Rep. Dodie Horton’s House Bill 466 passed by a 29-9 vote Monday.
Horton’s bill was modeled after a Florida law deemed the “Don’t Say Gay” law that went into effect on July 1, 2022.
Florida’s HB 1557 was immediately challenged as unconstitutional on multiple grounds in a lawsuit filed on behalf of LGBTQ+ advocacy organizations, Equality Florida and Family Equality, and several students, parents, and educators, according to the National Education Association.
Horton’s bill would require that no public school teacher, employee, or presenter discuss sexual orientation or gender identity deviate from state content or curricula with K-12 students.
“It basically forbids teachers to discuss their sexuality in the classroom,” said Sen. Beth Mizell, who presented the bill Monday. “It doesn’t prevent a student from seeking help from a counselor. There’s a lot of false information on it, but primarily, it does just protect a student from being involved with inappropriate sexual talk from teachers or faculty in the classroom.”

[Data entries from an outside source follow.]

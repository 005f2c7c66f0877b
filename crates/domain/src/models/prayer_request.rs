//! Prayer request models for the one write the public site performs.

use chrono::{DateTime, Utc};
use lazy_static::lazy_static;
use regex::Regex;
use serde::{Deserialize, Serialize};
use uuid::Uuid;
use validator::Validate;

lazy_static! {
    /// Loose phone format: digits with optional separators and country code.
    static ref PHONE_REGEX: Regex = Regex::new(r"^\+?[0-9][0-9 .\-()]{6,19}$").unwrap();
}

/// A stored prayer request. `is_public` controls whether the request may be
/// shared beyond the prayer team.
#[derive(Debug, Clone, Serialize, Deserialize)]
#[serde(rename_all = "snake_case")]
pub struct PrayerRequest {
    pub id: Uuid,
    pub name: String,
    pub email: Option<String>,
    pub phone: Option<String>,
    pub request: String,
    pub is_public: bool,
    pub created_at: DateTime<Utc>,
}

/// Submission payload for the prayer form.
#[derive(Debug, Clone, Deserialize, Validate)]
#[serde(rename_all = "snake_case")]
pub struct CreatePrayerRequest {
    #[validate(length(
        min = 1,
        max = 100,
        message = "Name must be between 1 and 100 characters"
    ))]
    pub name: String,

    #[validate(email(message = "Email must be a valid address"))]
    pub email: Option<String>,

    #[validate(regex(path = *PHONE_REGEX, message = "Phone must be a valid phone number"))]
    pub phone: Option<String>,

    #[validate(length(
        min = 1,
        max = 2000,
        message = "Request must be between 1 and 2000 characters"
    ))]
    pub request: String,

    #[serde(default)]
    pub is_public: bool,
}
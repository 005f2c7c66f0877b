//! Event entity (database row mapping).

use chrono::{DateTime, NaiveDate, Utc};
use domain::models::Event;
use sqlx::FromRow;
use uuid::Uuid;

/// Database row mapping for the events table.
#[derive(Debug, Clone, FromRow)]
pub struct EventEntity {
    pub id: Uuid,
    pub title: String,
    pub description: String,
    pub start_date: NaiveDate,
    pub end_date: Option<NaiveDate>,
    pub location: String,
    pub registration_open: bool,
    pub registration_url: Option<String>,
    pub category: String,
    pub featured: bool,
    pub image_url: Option<String>,
    pub created_at: DateTime<Utc>,
}

impl From<EventEntity> for Event {
    fn from(entity: EventEntity) -> Self {
        Self {
            id: entity.id,
            title: entity.title,
            description: entity.description,
            start_date: entity.start_date,
            end_date: entity.end_date,
            location: entity.location,
            registration_open: entity.registration_open,
            registration_url: entity.registration_url,
            category: entity.category,
            featured: entity.featured,
            image_url: entity.image_url,
            created_at: entity.created_at,
        }
    }
}
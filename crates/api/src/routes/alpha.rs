//! Alpha session endpoint.

use axum::{extract::State, Json};
use chrono::Utc;
use domain::models::AlphaSession;
use persistence::repositories::AlphaSessionRepository;
use serde::Serialize;

use crate::app::AppState;
use crate::error::ApiError;

/// Alpha session with its derived capacity fields.
#[derive(Debug, Serialize)]
#[serde(rename_all = "snake_case")]
pub struct AlphaSessionResponse {
    #[serde(flatten)]
    pub session: AlphaSession,
    pub spots_remaining: i32,
    pub accepting_signups: bool,
}

impl AlphaSessionResponse {
    pub fn from_session(session: AlphaSession) -> Self {
        let spots_remaining = session.spots_remaining();
        let accepting_signups = session.accepting_signups();
        Self {
            session,
            spots_remaining,
            accepting_signups,
        }
    }
}

/// GET /api/v1/alpha/current
///
/// Returns null when no session has open registration; the site hides its
/// Alpha sections.
pub async fn current_session(
    State(state): State<AppState>,
) -> Result<Json<Option<AlphaSessionResponse>>, ApiError> {
    let today = Utc::now().date_naive();
    let repo = AlphaSessionRepository::new(state.pool.clone());
    let session = repo
        .find_current(today)
        .await?
        .map(|entity| AlphaSessionResponse::from_session(entity.into()));
    Ok(Json(session))
}
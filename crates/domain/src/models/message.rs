//! Sermon/message archive models.

use chrono::{DateTime, NaiveDate, Utc};
use serde::{Deserialize, Serialize};
use uuid::Uuid;

/// A recorded message in the sermon archive.
#[derive(Debug, Clone, Serialize, Deserialize)]
#[serde(rename_all = "snake_case")]
pub struct Message {
    pub id: Uuid,
    pub title: String,
    pub speaker: String,
    pub date: NaiveDate,
    pub series: Option<String>,
    pub scripture: Option<String>,
    pub description: Option<String>,
    pub thumbnail_url: Option<String>,
    pub video_url: Option<String>,
    pub audio_url: Option<String>,
    pub tags: Vec<String>,
    pub created_at: DateTime<Utc>,
}

impl Message {
    /// Derive a YouTube embed URL from the message's video URL, if it points
    /// at a YouTube watch or short link. Non-YouTube URLs return `None` and
    /// the client falls back to a plain external link.
    pub fn youtube_embed_url(&self) -> Option<String> {
        self.video_url.as_deref().and_then(youtube_embed_url)
    }
}

/// Extract the video id from the common YouTube URL shapes and rewrite it
/// into the privacy-friendly embed form.
pub fn youtube_embed_url(url: &str) -> Option<String> {
    let rest = url
        .strip_prefix("https://")
        .or_else(|| url.strip_prefix("http://"))?;
    let rest = rest.strip_prefix("www.").unwrap_or(rest);

    let video_id = if let Some(path) = rest.strip_prefix("youtube.com/watch?") {
        path.split('&')
            .find_map(|pair| pair.strip_prefix("v="))
            .map(str::to_string)
    } else if let Some(path) = rest.strip_prefix("youtu.be/") {
        path.split(['?', '&']).next().map(str::to_string)
    } else if let Some(path) = rest.strip_prefix("youtube.com/embed/") {
        path.split(['?', '&']).next().map(str::to_string)
    } else {
        None
    };

    video_id
        .filter(|id| !id.is_empty())
        .map(|id| format!("https://www.youtube-nocookie.com/embed/{id}"))
}

#[cfg(test)]
mod tests {
    use super::*;

    #[test]
    fn embed_url_from_watch_link() {
        assert_eq!(
            youtube_embed_url("https://www.youtube.com/watch?v=abc123"),
            Some("https://www.youtube-nocookie.com/embed/abc123".to_string())
        );
    }

    #[test]
    fn embed_url_from_watch_link_with_extra_params() {
        assert_eq!(
            youtube_embed_url("https://youtube.com/watch?t=42&v=abc123"),
            Some("https://www.youtube-nocookie.com/embed/abc123".to_string())
        );
    }

    #[test]
    fn embed_url_from_short_link() {
        assert_eq!(
            youtube_embed_url("https://youtu.be/abc123?t=10"),
            Some("https://www.youtube-nocookie.com/embed/abc123".to_string())
        );
    }

    #[test]
    fn embed_url_passes_through_embed_links() {
        assert_eq!(
            youtube_embed_url("https://www.youtube.com/embed/abc123"),
            Some("https://www.youtube-nocookie.com/embed/abc123".to_string())
        );
    }

    #[test]
    fn embed_url_rejects_non_youtube() {
        assert_eq!(youtube_embed_url("https://vimeo.com/12345"), None);
        assert_eq!(youtube_embed_url("not a url"), None);
        assert_eq!(youtube_embed_url("https://www.youtube.com/watch?list=x"), None);
    }
}
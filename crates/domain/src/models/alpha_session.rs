//! Alpha course session models.

use chrono::{DateTime, NaiveDate, Utc};
use serde::{Deserialize, Serialize};
use uuid::Uuid;

/// A scheduled offering of the Alpha course, with capacity tracking.
#[derive(Debug, Clone, Serialize, Deserialize)]
#[serde(rename_all = "snake_case")]
pub struct AlphaSession {
    pub id: Uuid,
    pub season: String,
    pub start_date: NaiveDate,
    pub end_date: NaiveDate,
    pub meeting_day: String,
    pub meeting_time: String,
    pub location: String,
    pub description: String,
    pub registration_open: bool,
    pub registration_url: Option<String>,
    pub max_capacity: i32,
    pub current_count: i32,
    pub created_at: DateTime<Utc>,
}

impl AlphaSession {
    /// Seats still available. Never negative, even if the counters are
    /// out of sync upstream.
    pub fn spots_remaining(&self) -> i32 {
        (self.max_capacity - self.current_count).max(0)
    }

    /// True when the session has open registration and seats left.
    pub fn accepting_signups(&self) -> bool {
        self.registration_open && self.spots_remaining() > 0
    }
}
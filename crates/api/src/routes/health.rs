//! Health check endpoint handlers.

use axum::{extract::State, http::StatusCode, Json};
use serde::Serialize;

use crate::app::AppState;

/// Health check response.
#[derive(Debug, Serialize)]
#[serde(rename_all = "snake_case")]
pub struct HealthResponse {
    pub status: String,
    pub version: String,
    pub database: DatabaseHealth,
}

/// Database health status.
#[derive(Debug, Serialize)]
#[serde(rename_all = "snake_case")]
pub struct DatabaseHealth {
    pub connected: bool,
    pub latency_ms: Option<u64>,
}

/// Simple status response for liveness/readiness probes.
#[derive(Debug, Serialize)]
pub struct StatusResponse {
    pub status: String,
}

/// Full health check endpoint.
pub async fn health_check(
    State(state): State<AppState>,
) -> Result<Json<HealthResponse>, StatusCode> {
    let start = std::time::Instant::now();
    let db_connected = sqlx::query("SELECT 1").execute(&state.pool).await.is_ok();
    let latency_ms = start.elapsed().as_millis() as u64;

    let response = HealthResponse {
        status: if db_connected { "healthy" } else { "unhealthy" }.to_string(),
        version: env!("CARGO_PKG_VERSION").to_string(),
        database: DatabaseHealth {
            connected: db_connected,
            latency_ms: if db_connected { Some(latency_ms) } else { None },
        },
    };

    if db_connected {
        Ok(Json(response))
    } else {
        Err(StatusCode::SERVICE_UNAVAILABLE)
    }
}

/// Liveness probe endpoint. Returns 200 OK if the process is running.
pub async fn liveness() -> Json<StatusResponse> {
    Json(StatusResponse {
        status: "alive".to_string(),
    })
}

/// Readiness probe endpoint. Checks database connectivity.
pub async fn readiness(State(state): State<AppState>) -> Result<Json<StatusResponse>, StatusCode> {
    let db_connected = sqlx::query("SELECT 1").execute(&state.pool).await.is_ok();
    if db_connected {
        Ok(Json(StatusResponse {
            status: "ready".to_string(),
        }))
    } else {
        Err(StatusCode::SERVICE_UNAVAILABLE)
    }
}
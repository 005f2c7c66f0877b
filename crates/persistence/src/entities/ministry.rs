//! Ministry entity (database row mapping).

use chrono::{DateTime, Utc};
use domain::models::{Ministry, MinistryCategory};
use sqlx::FromRow;
use uuid::Uuid;

/// Database enum mapping for the PostgreSQL ministry_category type.
#[derive(Debug, Clone, Copy, PartialEq, Eq, sqlx::Type)]
#[sqlx(type_name = "ministry_category", rename_all = "lowercase")]
pub enum MinistryCategoryDb {
    Outreach,
    Kids,
    Youth,
    Adults,
    Worship,
}

impl From<MinistryCategoryDb> for MinistryCategory {
    fn from(db: MinistryCategoryDb) -> Self {
        match db {
            MinistryCategoryDb::Outreach => MinistryCategory::Outreach,
            MinistryCategoryDb::Kids => MinistryCategory::Kids,
            MinistryCategoryDb::Youth => MinistryCategory::Youth,
            MinistryCategoryDb::Adults => MinistryCategory::Adults,
            MinistryCategoryDb::Worship => MinistryCategory::Worship,
        }
    }
}

impl From<MinistryCategory> for MinistryCategoryDb {
    fn from(cat: MinistryCategory) -> Self {
        match cat {
            MinistryCategory::Outreach => MinistryCategoryDb::Outreach,
            MinistryCategory::Kids => MinistryCategoryDb::Kids,
            MinistryCategory::Youth => MinistryCategoryDb::Youth,
            MinistryCategory::Adults => MinistryCategoryDb::Adults,
            MinistryCategory::Worship => MinistryCategoryDb::Worship,
        }
    }
}

/// Database row mapping for the ministries table.
#[derive(Debug, Clone, FromRow)]
pub struct MinistryEntity {
    pub id: Uuid,
    pub name: String,
    pub category: MinistryCategoryDb,
    pub description: String,
    pub leader: Option<String>,
    pub meeting_info: Option<String>,
    pub sort_order: i32,
    pub active: bool,
    pub created_at: DateTime<Utc>,
}

impl From<MinistryEntity> for Ministry {
    fn from(entity: MinistryEntity) -> Self {
        Self {
            id: entity.id,
            name: entity.name,
            category: entity.category.into(),
            description: entity.description,
            leader: entity.leader,
            meeting_info: entity.meeting_info,
            sort_order: entity.sort_order,
            active: entity.active,
            created_at: entity.created_at,
        }
    }
}
//! Staff member entity (database row mapping).

use chrono::{DateTime, Utc};
use domain::models::StaffMember;
use sqlx::FromRow;
use uuid::Uuid;

/// Database row mapping for the staff_members table.
#[derive(Debug, Clone, FromRow)]
pub struct StaffMemberEntity {
    pub id: Uuid,
    pub name: String,
    pub role: String,
    pub department: String,
    pub email: Option<String>,
    pub phone: Option<String>,
    pub bio: Option<String>,
    pub image_url: Option<String>,
    pub leadership: bool,
    pub active: bool,
    pub sort_order: i32,
    pub created_at: DateTime<Utc>,
}

impl From<StaffMemberEntity> for StaffMember {
    fn from(entity: StaffMemberEntity) -> Self {
        Self {
            id: entity.id,
            name: entity.name,
            role: entity.role,
            department: entity.department,
            email: entity.email,
            phone: entity.phone,
            bio: entity.bio,
            image_url: entity.image_url,
            leadership: entity.leadership,
            active: entity.active,
            sort_order: entity.sort_order,
            created_at: entity.created_at,
        }
    }
}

Public school employees would also be prohibited from discussing sexual orientation or gender identity during extracurricular academic, athletic or social activities with students.

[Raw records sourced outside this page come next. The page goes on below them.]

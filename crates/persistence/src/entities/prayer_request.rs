//! Prayer request entity (database row mapping).

use chrono::{DateTime, Utc};
use domain::models::PrayerRequest;
use sqlx::FromRow;
use uuid::Uuid;

/// Database row mapping for the prayer_requests table.
#[derive(Debug, Clone, FromRow)]
pub struct PrayerRequestEntity {
    pub id: Uuid,
    pub name: String,
    pub email: Option<String>,
    pub phone: Option<String>,
    pub request: String,
    pub is_public: bool,
    pub created_at: DateTime<Utc>,
}

impl From<PrayerRequestEntity> for PrayerRequest {
    fn from(entity: PrayerRequestEntity) -> Self {
        Self {
            id: entity.id,
            name: entity.name,
            email: entity.email,
            phone: entity.phone,
            request: entity.request,
            is_public: entity.is_public,
            created_at: entity.created_at,
        }
    }
}
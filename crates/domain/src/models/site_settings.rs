//! Site-wide settings (singleton record maintained by the seed process).

use chrono::{DateTime, Utc};
use serde::{Deserialize, Serialize};

/// A weekly service slot, e.g. Sunday at 9:00 AM and 10:45 AM.
#[derive(Debug, Clone, PartialEq, Eq, Serialize, Deserialize)]
#[serde(rename_all = "snake_case")]
pub struct ServiceTime {
    pub day: String,
    pub times: Vec<String>,
}

/// Singleton site settings row. Every field is display data; the application
/// never writes it.
#[derive(Debug, Clone, Serialize, Deserialize)]
#[serde(rename_all = "snake_case")]
pub struct SiteSettings {
    pub id: String,
    pub service_times: Vec<ServiceTime>,
    pub address: String,
    pub phone: String,
    pub email: String,
    pub live_stream_url: Option<String>,
    pub donation_url: Option<String>,
    pub youtube_url: Option<String>,
    pub updated_at: DateTime<Utc>,
}

#[cfg(test)]
mod tests {
    use super::*;

    #[test]
    fn service_times_round_trip_json() {
        let times = vec![ServiceTime {
            day: "Sunday".to_string(),
            times: vec!["9:00 AM".to_string(), "10:45 AM".to_string()],
        }];
        let json = serde_json::to_string(&times).unwrap();
        let parsed: Vec<ServiceTime> = serde_json::from_str(&json).unwrap();
        assert_eq!(parsed, times);
    }
}
//! HTTP route handlers.

pub mod alpha;
pub mod events;
pub mod groups;
pub mod health;
pub mod home;
pub mod messages;
pub mod ministries;
pub mod navigation;
pub mod prayer;
pub mod settings;
pub mod staff;
pub mod support;
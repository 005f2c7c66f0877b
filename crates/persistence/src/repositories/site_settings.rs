//! Site settings repository.

use sqlx::PgPool;

use crate::entities::SiteSettingsEntity;
use crate::metrics::QueryTimer;

/// Repository for the singleton site settings row.
#[derive(Clone)]
pub struct SiteSettingsRepository {
    pool: PgPool,
}

impl SiteSettingsRepository {
    pub fn new(pool: PgPool) -> Self {
        Self { pool }
    }

    /// Fetch the settings row. A missing row is not an error; pages
    /// degrade by omitting the affected sections.
    pub async fn find(&self) -> Result<Option<SiteSettingsEntity>, sqlx::Error> {
        let timer = QueryTimer::new("find_site_settings");
        let result = sqlx::query_as::<_, SiteSettingsEntity>(
            r#"
            SELECT id, service_times, address, phone, email,
                   live_stream_url, donation_url, youtube_url, updated_at
            FROM site_settings
            LIMIT 1
            "#,
        )
        .fetch_optional(&self.pool)
        .await;
        timer.record();
        result
    }
}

The bill also states that a student can seek out guidance from a teacher or licensed mental health professional outside classroom hours with prior parental consent.
Sen. Louie Bernard, R-Natchitoches, said teachers had contacted him about the proposed bill. He read a comment from one teacher.
“Did they really think that we’re doing that?” Bernard read. “Do they think we have time to do that? We can barely get through teaching the kids what we have to do all day. Now, we’re put in a position of being afraid somebody’s going to say that they heard us say this or they heard us say that. They’re afraid of something that might lose their jobs.”
The bill says no school employee shall use pronouns for a student that differ from the pronouns that reflect the sex indicated on the student’s birth certificate unless the student’s parent provides written permission.
Sen. Royce Duplessis, D-New Orleans, spoke in opposition to the bill. He said the bill was unnecessary and thought it negatively impacted the state’s current teacher shortage.
“I have concerns about this bill and the need for it,” he said. “We have an obvious teacher shortage, and this is just another thing or issue that teachers are going to have to be concerned about or worried about as they try to carry out their duties to educate our young people.”
“I’m not here to question the intent of anybody who might support this legislation,” he added. “I’m just concerned about the impact that it has, particularly on certain communities, certain individuals who feel targeted or who feel excluded. Whether or not that’s the intent is not what I’m here to speak about. I just want to talk about the impact and I think the impact in the end can be more harmful than the actual benefit.”
House Bill 81
House Bill 81 would require parents to submit a form for public school teachers and employees to use a name that is not on the student’s birth certificate or to use pronouns that are not in accordance with the student’s sex.
The bill passed the Senate floor with a 31-8 vote.
Rep. Raymond J. Crews, R-Bossier, authored the bill. The bill passed 3-1 in the Senate Education Committee on June 1. Sen. Mark Abraham, R-Lake Charles; Sen. Robert Mills, R-Minden; and Sen. Beth Mizell, R-Franklinton—voted for the bill. The committee’s chairman, Sen. Cleo Fields, D-Baton Rouge, opposed it.
Public school employees would also be required to use pronouns that align with the student’s biological sex unless the student’s parents provide written permission to do otherwise.
The bill specifies that public school employees would not be required to use pronouns for students that differ from pronouns that align with the student’s biological sex if doing so would be contrary to their religious or moral convictions.
The bill authorizes parents to request a transfer to another teacher if the parent disagrees with a teacher’s decision to refrain from using a pronoun for a student.